Turkey engages in fowl play
This Thursday, our neighbours south of the border will be celebrating Thanksgiving. So I thought it would be appropriate to take a look this week at one of the most original movies I have seen in years – ThanksKilling, which sees a bloodthirsty, foul-mouthed turkey engaging in a wild killing spree.
The very first image that graces the screen in ThanksKilling is a pair of large, exposed breasts. As the camera zooms out, we see that said breasts belong to a pilgrim, who is running away from a turkey. She does not make it very far before the turkey brutally murders her. Why this pilgrim is seminude, and why she has run afoul of this turkey is never really explained, but I’m sure the novelization of the film goes into far greater detail. The role of “Naked Pilgrim” is played by adult film star Wanda Lust, who reportedly beat out Meryl Streep, Natalie Portman and Dame Judy Dench for the job.

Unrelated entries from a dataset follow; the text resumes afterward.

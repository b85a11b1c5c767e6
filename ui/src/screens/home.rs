//=============================================================================
// File: src/screens/home.rs
//=============================================================================
use api::FilterState;
use dioxus::prelude::*;

use crate::components::pico::Card;
use crate::components::pico::Grid;
use crate::components::price::PriceTag;
use crate::hooks::use_store;
use crate::Route;

#[allow(non_snake_case)]
#[component]
pub fn HomeScreen() -> Element {
    let store = use_store();

    // First page of each catalog, unfiltered. These do not depend on any
    // filter state and load once per mount.
    let dogs_store = store.clone();
    let featured_dogs = use_resource(move || {
        let store = dogs_store.clone();
        async move { store.dogs(&FilterState::default()).await }
    });

    let articles_store = store.clone();
    let latest_articles = use_resource(move || {
        let store = articles_store.clone();
        async move { store.articles(&FilterState::default()).await }
    });

    rsx! {
        section {
            class: "hero",
            h1 { "Find your new best friend" }
            p { "Puppies from trusted breeders, plus everything they need at home." }
            Link { class: "button", to: Route::DogsScreen { filters: FilterState::default() }, "Browse dogs" }
        }
        h3 { "Featured dogs" }
        match &*featured_dogs.read() {
            None => rsx! { progress {} },
            Some(Err(e)) => rsx! { p { class: "error", "Failed to load featured dogs: {e}" } },
            Some(Ok(page)) => rsx! {
                Grid {
                    for dog in page.items.iter().take(4) {
                        Card {
                            key: "{dog.id}",
                            if let Some(url) = &dog.image_url {
                                img { src: "{url}", alt: "{dog.name}", loading: "lazy" }
                            }
                            h4 {
                                Link { to: Route::DogScreen { id: dog.id.clone() }, "{dog.name}" }
                            }
                            PriceTag { price: dog.price }
                        }
                    }
                }
            }
        }
        h3 { "From our blog" }
        match &*latest_articles.read() {
            None => rsx! { progress {} },
            Some(Err(e)) => rsx! { p { class: "error", "Failed to load articles: {e}" } },
            Some(Ok(page)) => rsx! {
                for article in page.items.iter().take(3) {
                    Card {
                        key: "{article.id}",
                        h4 {
                            Link { to: Route::ArticleScreen { id: article.id.clone() }, "{article.title}" }
                        }
                        if let Some(excerpt) = &article.excerpt {
                            p { "{excerpt}" }
                        }
                    }
                }
            }
        }
    }
}
//! Payloads for the contact and newsletter forms.

use serde::Serialize;

/// The contact-form submission body.
#[derive(Debug, Clone, PartialEq, Serialize, Default)]
#[serde(rename_all = "camelCase")]
pub struct ContactRequest {
    pub full_name: String,
    pub phone: String,
    pub email: String,
    pub city: String,
    pub state: String,
    /// Whether the enquiry is about a dog (as opposed to a product).
    #[serde(skip_serializing_if = "Option::is_none")]
    pub is_dog: Option<bool>,
    /// The specific dog or product the enquiry refers to, if any.
    #[serde(skip_serializing_if = "Option::is_none")]
    pub interest_uuid: Option<String>,
}

/// The newsletter signup body.
#[derive(Debug, Clone, PartialEq, Serialize)]
#[serde(rename_all = "camelCase")]
pub struct NewsletterRequest {
    pub email: String,
}

#[cfg(test)]
mod tests {
    use super::*;

    #[test]
    fn optional_fields_are_omitted_when_absent() {
        let req = ContactRequest {
            full_name: "An Nguyen".into(),
            phone: "0900000000".into(),
            email: "an@example.com".into(),
            city: "Hanoi".into(),
            state: "HN".into(),
            ..Default::default()
        };
        let json = serde_json::to_string(&req).unwrap();
        assert!(json.contains("\"fullName\""));
        assert!(!json.contains("isDog"));
        assert!(!json.contains("interestUuid"));
    }
}
//! A set of reusable, lifetime-free Dioxus components for the Pico.css framework.
//! To use, ensure you have a pico-compatible stylesheet linked in your main application.

#![allow(non_snake_case)] // Allow PascalCase for component function names

use dioxus::prelude::*;

//=============================================================================
// Layout Components
//=============================================================================

/// A centered container for your content.
/// Wraps content in a `<main class="container">` element.
#[component]
pub fn Container(children: Element) -> Element {
    rsx! { main { class: "container", {children} } }
}

/// A responsive grid layout.
#[component]
pub fn Grid(children: Element) -> Element {
    rsx! { div { class: "grid", {children} } }
}

//=============================================================================
// Content Components
//=============================================================================

/// A card for grouping related content.
/// Wraps content in an `<article>` element.
#[component]
pub fn Card(children: Element) -> Element {
    rsx! { article { {children} } }
}

//=============================================================================
// Interactive Components
//=============================================================================

#[derive(PartialEq, Clone, Default)]
pub enum ButtonType {
    #[default]
    Primary,
    Secondary,
    Contrast,
}

#[derive(Props, PartialEq, Clone)]
pub struct ButtonProps {
    children: Element,
    #[props(optional)]
    on_click: Option<EventHandler<MouseEvent>>,
    #[props(default)]
    button_type: ButtonType,
    #[props(default = false)]
    outline: bool,
    #[props(default = false)]
    disabled: bool,
}

/// A versatile button component.
pub fn Button(props: ButtonProps) -> Element {
    let class_str = match (&props.button_type, props.outline) {
        (ButtonType::Primary, false) => "",
        (ButtonType::Primary, true) => "outline",
        (ButtonType::Secondary, false) => "secondary",
        (ButtonType::Secondary, true) => "secondary outline",
        (ButtonType::Contrast, false) => "contrast",
        (ButtonType::Contrast, true) => "contrast outline",
    };
    rsx! {
        button {
            class: "{class_str}",
            disabled: props.disabled,
            onclick: move |evt| {
                if let Some(handler) = &props.on_click {
                    handler.call(evt);
                }
            },
            {props.children}
        }
    }
}

#[derive(Props, PartialEq, Clone)]
pub struct FieldProps {
    label: String,
    name: String,
    #[props(default = "text".to_string())]
    input_type: String,
    #[props(default = false)]
    required: bool,
    #[props(optional)]
    placeholder: Option<String>,
    pub value: String,
    pub on_input: EventHandler<FormEvent>,
}

/// A labelled form input.
pub fn Field(props: FieldProps) -> Element {
    rsx! {
        label {
            r#for: "{props.name}",
            "{props.label}"
            input {
                id: "{props.name}",
                name: "{props.name}",
                r#type: "{props.input_type}",
                required: props.required,
                placeholder: props.placeholder.as_deref().unwrap_or(""),
                value: "{props.value}",
                oninput: move |evt| props.on_input.call(evt),
            }
        }
    }
}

From there we meet five college kids who are on their way home for Thanksgiving. We have the nerd, the slut, the good girl, the fat guy and the quarterback. Nearly every stereotype is covered. Each one of those walking, talking stereotypes soon find themselves targeted by the turkey.

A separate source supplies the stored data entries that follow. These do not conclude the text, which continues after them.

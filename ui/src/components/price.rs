//! A component for displaying catalog prices in the selected currency.

use api::currency::BASE_CURRENCY;
use api::money::Price;
use dioxus::prelude::*;

use crate::hooks::use_currency;

/// Renders a price in the shopper's chosen display currency.
///
/// Conversion is a pure display transform; the tooltip always carries the
/// canonical base-currency amount so the stored value stays visible.
#[component]
pub fn PriceTag(price: Price) -> Element {
    let currency = use_currency();
    let selected = *currency.read();

    let text = price.format_in(selected);
    let tooltip = if selected.is_base() {
        format!("{} {}", price.format_in(BASE_CURRENCY), BASE_CURRENCY.code())
    } else {
        format!(
            "{} ≈ {} {}",
            price.format_in(BASE_CURRENCY),
            text,
            selected.code()
        )
    };

    rsx! {
        span {
            class: "price",
            title: "{tooltip}",
            "{text}"
        }
    }
}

There are some scenes in cinematic history that will forever be etched into the public’s memory. Rocky Balboa running up the steps of the Philadelphia Museum of Art. The suspenseful three-way duel in The Good, The Bad and The Ugly. The Statue of Liberty showing up on the beach in Planet of The Apes. But none of these scenes compare to the one I witnessed in ThanksKilling.
In the midst of stalking the college students, the turkey walks in on the slutty girl getting a little backdoor lovin’. So the turkey knocks off the young man, takes his place, and proceeds to fill her full of his own form of stuffing. We do learn later on that he was wearing a condom. Not just any condom, a gravy-flavoured one! I guarantee you that in this week’s issue of the Chicago Sun-Times, Roger Ebert did not write about safe sex between women and poultry.

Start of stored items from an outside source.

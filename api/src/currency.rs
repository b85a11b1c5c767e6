//! Defines the display currencies supported by the storefront.

use serde::Deserialize;
use serde::Serialize;

/// A currency the shopper can choose to display prices in.
///
/// All prices are stored and transmitted in the base currency (VND); the
/// other variants exist purely as display transforms.
#[derive(
    Debug,
    PartialEq,
    Eq,
    Hash,
    Clone,
    Copy,
    Serialize,
    Deserialize,
    Default,
    strum::EnumIs,
    strum::EnumIter,
    strum::EnumString,
    strum::IntoStaticStr,
)]
#[strum(ascii_case_insensitive)]
#[allow(clippy::upper_case_acronyms)]
pub enum Currency {
    #[default]
    VND, // Vietnamese Đồng (base)
    USD, // United States Dollar
    EUR, // Euro
    GBP, // Great British Pound
    AUD, // Australian Dollar
}

/// The currency prices are canonically stored in.
pub const BASE_CURRENCY: Currency = Currency::VND;

impl Currency {
    /// Whether this is the base (stored) currency.
    pub fn is_base(&self) -> bool {
        *self == BASE_CURRENCY
    }

    /// Returns the number of fraction digits shown for the currency.
    ///
    /// The base currency is integer-denominated; everything else shows cents.
    pub fn decimals(&self) -> u8 {
        if self.is_base() {
            0
        } else {
            2
        }
    }

    /// Units of this currency per one unit of the base currency.
    pub fn rate_from_base(&self) -> f64 {
        match self {
            Self::VND => 1.0,
            Self::USD => 0.000_039,
            Self::EUR => 0.000_036,
            Self::GBP => 0.000_031,
            Self::AUD => 0.000_060,
        }
    }

    /// Returns the graphical symbol for the currency (e.g., '$').
    pub fn symbol(&self) -> &'static str {
        match self {
            Self::VND => "₫",
            Self::USD => "$",
            Self::EUR => "€",
            Self::GBP => "£",
            Self::AUD => "A$",
        }
    }

    /// Returns the flag glyph shown next to the currency in the chooser.
    pub fn flag(&self) -> &'static str {
        match self {
            Self::VND => "🇻🇳",
            Self::USD => "🇺🇸",
            Self::EUR => "🇪🇺",
            Self::GBP => "🇬🇧",
            Self::AUD => "🇦🇺",
        }
    }

    /// Returns the ISO 4217 string code for the currency (e.g., "USD").
    /// This is handled automatically by the `strum::IntoStaticStr` derive macro.
    pub fn code(&self) -> &'static str {
        self.into()
    }

    /// Returns the full name of the currency.
    pub fn name(&self) -> &'static str {
        match self {
            Self::VND => "Vietnamese Đồng",
            Self::USD => "United States Dollar",
            Self::EUR => "Euro",
            Self::GBP => "Great British Pound",
            Self::AUD => "Australian Dollar",
        }
    }
}

#[cfg(test)]
mod tests {
    use std::str::FromStr;

    use strum::IntoEnumIterator;

    use super::*;

    #[test]
    fn code_round_trips_through_from_str() {
        for currency in Currency::iter() {
            assert_eq!(Currency::from_str(currency.code()), Ok(currency));
        }
    }

    #[test]
    fn base_currency_is_integer_denominated() {
        assert_eq!(BASE_CURRENCY.decimals(), 0);
        assert_eq!(Currency::USD.decimals(), 2);
    }

    #[test]
    fn base_rate_is_identity() {
        assert_eq!(BASE_CURRENCY.rate_from_base(), 1.0);
    }
}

Another incredible scene sees the turkey, wearing a fake nose and beard, posing as a college kid while talking to one his target’s father. The father, not the sharpest tool in the shed, assumes that the turkey is a “little person.” They proceed to have one of the most awkward conversations ever filmed.
The film also features some of the finest dialogue this reviewer’s ears have ever had the pleasure of hearing. Such as:
Nerd: “We can’t stop him – we’ve tried everything.”
Quarterback: “No, we haven’t tried anything.”
Nerd: “Oh yeah.”
It’s like someone dug up William Shakespeare, re-animated him, and coaxed him to write a script about a killer turkey.
Thanksgiving is obviously about giving thanks, so I’d like to thank the folks at Netflix for offering a free trial so that I could watch this unforgettable film. The film cost only $3,500 to make, less than the cost of a term’s worth of textbooks. It’s unfathomable that in this day and age of $200-million films that one could be made for so little, and still stacks up favourably. It really has me torn: do I spend $5,000 on a new roof, or should I try to produce a sequel?
Don’t settle for just any homicidal poultry film this season. Watch the one that gobble-gobbles up the competition. Unlike a turkey meal, Thankskilling won’t make you feel drowsy.